Their acknowledgement inspired me to visit the three restaurants. And I might as well get the worst out of the way first: I have a conflicted relationship as a critic with Doc Chey's. The one in Grant Park (563 Memorial Drive, 404-688-4238, www.doccheys.com), like the others, has a great staff and comfortable dining room. And I've long known that owner Rich Chey is a huge supporter of community projects.
But I don't care for the restaurant's food. I've tried the Grant Park location five or six times and have never had better than a mediocre meal (with the exception, maybe, of the Korean tacos). Last week, we visited and had an even-worse-than-usual experience.
They had a special of "Thai beef salad." We assumed this would be the classic dish of nua nam tok, but when it came to the table, it was a pile of bland noodles covered with vegetables and three hunks of meat. Noodles are not part of the traditional dish and were not even mentioned in the description of Doc Chey's version. An order of pad thai was better but on the verge of being gooey because the noodles were so overcooked. Still, I find the staff here really delightful — they comped the salad — and it's nice to support a restaurant that does so much good.
Chey originally opened an Italian café, Stella, at the site of the Grant Park restaurant. We still miss it and if you do, too, you should definitely visit Osteria 832 (832 N. Highland Ave., 404-897-1414, www.osteria832.com) in Virginia-Highland. Dining there last week was like rereading Stella's menu. The best thing we sampled was a special of fish stew (zuppa di pesce), loaded with clams, mussels, shrimp and swordfish. Everything, from the seafood to the broth, was just right.
I ordered a favorite dish from the Stella days — a white pizza with smoked prosciutto, balsamic reduction and fresh arugula. My only complaint: It was a bit heavy on the rosemary.
I hadn't been to Radial Café (1530 DeKalb Ave., 404-659-6594, www.radial.us) in years when we brunched there last Sunday. This is one of those diner-like restaurants that, while frequently packed, does exude comfort. Owner Frank Bragg, a longtime Atlanta activist, bought the restaurant last October after 10 years of work with Metrotainment (Einstein's and Cowtippers, among others).

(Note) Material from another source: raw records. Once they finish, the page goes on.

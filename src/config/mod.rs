//! Configuration module for Job-Harvest
//!
//! This module handles loading, parsing, and validating TOML settings files,
//! and resolving the seed URLs a run starts from.
//!
//! # Example
//!
//! ```no_run
//! use job_harvest::config::load_config;
//! use std::path::Path;
//!
//! let config = load_config(Path::new("job-harvest.toml")).unwrap();
//! println!("Crawler will collect up to {} listings", config.crawler.max_results);
//! ```

mod parser;
mod seeds;
mod types;
mod validation;

// Re-export types
pub use types::{Config, CrawlerConfig, OutputConfig, RetryConfig, UserAgentConfig};

// Re-export parser functions
pub use parser::{load_config, load_config_or_default, parse_config, DEFAULT_CONFIG_PATH};
pub use seeds::{normalize_seed, parse_inputs, resolve_seeds, DEFAULT_INPUTS_PATH};
pub use validation::validate;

We had a great meal — pillowy, billowy, fluffy buttermilk pancakes with bacon for me and eggs scrambled with Gouda cheese and sausage for Wayne. I also sampled cheese grits and a thick biscuit like your mother made. Bragg said he's considering opening evenings.
I asked Chey and Bragg what motivates their community service. "I've always been involved in something," Bragg said. "It's not just a restaurant thing. I think we all have a responsibility to help others." He was particularly cited for Radial's support of organizations that benefit children, such as For the Kid in All of Us. Radial also regularly hosts fundraising dinners. Bragg's résumé of community service is way too long to describe here.
Chey responded this way: "A big part of what I talk about with my team and my kids is the concept of karma — what goes around comes around. We give back to the communities we serve because it is the right thing to do and we do it with no expectations of receiving something in return. What I have found is that it has helped with employee retention because our people appreciate working for an organization that not only cares about them but also cares about the communities we serve. My hope is that nurturing this attitude of 'being of service' in my staff and my kids will help them 'pay it forward' in every aspect of their lives."
Chey is widely known for his service work, but this year's award especially cites the extensive fundraising he has done for firefighters. I asked him why firefighters. "I was tired of watching the news and continually seeing the fire department's budget being cut. These brave men and women risk their lives every day for modest pay protecting us and our homes so it was a no-brainer to give something back to them."
He also supports the Atlanta Community Food Bank and the Atlanta Track Club's outreach program to educate children to lead a "healthy lifestyle through exercise, nutritional education and smarter food choices."
An Arby's and an Applebee's were also cited for community service.